Liquid purification or separation – Processes – Liquid/liquid solvent or colloidal extraction or diffusing...
Reexamination Certificate
1999-08-06
2001-08-07
Fortuna, Ana (Department: 1723)
Liquid purification or separation
Processes
Liquid/liquid solvent or colloidal extraction or diffusing...
C210S651000, C210S652000, C204S522000, C204S527000, C204S535000, C204S276000, C435S173100
Reexamination Certificate
active
06270672
ABSTRACT:
The invention relates to a method for removing pathogens from biological liquids and an apparatus for performing such a method.
The risk of transmission of viruses by blood products is known. There is comprehensive literature available dealing with the inactivation of infectious agents by various methods. These methods include the treatment of biological and pharmaceutical products with chemical substances (e.g. with detergents, solvents etc. or combinations thereof (EP 0 050 061 A, EP 0 131 740 A)), heating steps (e.g. heating in an aqueous solution in the presence of stabilizing agents, heating in the dry state and heating in the solid wet state) and physical methods (e.g. photoinactivation or nanofiltration).
Especially nanofiltration is a very promising technique due to its efficacy especially for industrial production methods.

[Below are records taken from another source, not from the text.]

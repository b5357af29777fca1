//! A running (or finished) transaction.

use crate::model::ids::{Operation, SiteId, Time, TransactionId};

#[derive(Debug, Clone, Copy, PartialEq, Eq)]
pub enum TransactionStatus {
    Running,
    Waiting,
    Aborted,
    Committed,
}

pub struct Transaction {
    pub id: TransactionId,
    pub name: String,
    pub status: TransactionStatus,
    pub start_time: Time,
    pub commit_time: Option<Time>,
    /// Ordered `(site_id, op, time)` triples — the authoritative record
    /// of which sites this transaction actually touched.
    pub sites_accessed: Vec<(SiteId, Operation, Time)>,
}

impl Transaction {
    pub fn new(id: TransactionId, start_time: Time) -> Self {
        Transaction {
            id,
            name: format!("T{}", id),
            status: TransactionStatus::Running,
            start_time,
            commit_time: None,
            sites_accessed: Vec::new(),
        }
    }

    pub fn record_access(&mut self, site_id: SiteId, op: Operation, time: Time) {
        self.sites_accessed.push((site_id, op, time));
    }

    /// Terminal states (`Aborted`, `Committed`) never transition further.
    pub fn is_terminal(&self) -> bool {
        matches!(
            self.status,
            TransactionStatus::Aborted | TransactionStatus::Committed
        )
    }
}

However, there are several problems connected with nanofiltration: First, due to the small pore sizes it is often difficult to filter biological liquids through a nanofilter. Therefore, biological liquids frequently have to be diluted before and concentrated again after a nanofiltration.
Moreover, nanofilters have varying performance abilities (due to the method of production). Generally nanofilters are no absolute filters, i.e. their cut-off value is not absolute and an unwanted passage of (small) viruses through the filters frequently occurs (see, for example Eibl et al, Biologicals 24(3), 285-287 (1996), Manabe Dev. Biol. Stand. 88, 81-90 (1996) or O'Grady et al., Dev. Biol. Stand 88, 319-326 (1996)).
In order to accelerate the nanofiltration step, especially on a large scale, pressure is applied to facilitate the passage of biological solutions through the filter. Such a pressurizing, however is connected with a risk of breaking of the filter and may enhance a passage of viruses through the filters. Alternatively, if ultrafiltration means are used, an enhanced overflow rate is applied to facilitate membrane passage of proteins contained in the biological liquid (see, for example Di Leo et al., Biologicals 21(3), 287-296 (1993) and Di Leo et al., Biologicals 21(3), 275-286 (1993)).
Due to the sheer forces caused by these additional measures in the filtration steps, viruses or virus components may change their size which allow the passage of the filtration membranes despite the cut-off range which theoretically would not allow a virus passage. Such sheer forces, however, lead to detection of viruses in the filtrate due to change the shape of the virus particles during membrane passage.
It is an object of the present invention to provide an improved method for removing pathogens from biological liquids, especially proteinaceous solutions, with separation means.
It is a further object of the invention to provide a nanofiltration method which is more reliable especially with respect to the definiteness of virus cut-off than the nanofiltration techniques of the prior art. Furthermore, a nanofiltration method suitable for the production of biological products on large scale shall be provided with allows virus reduction without significant loss of protein yield in an industrially applicable method.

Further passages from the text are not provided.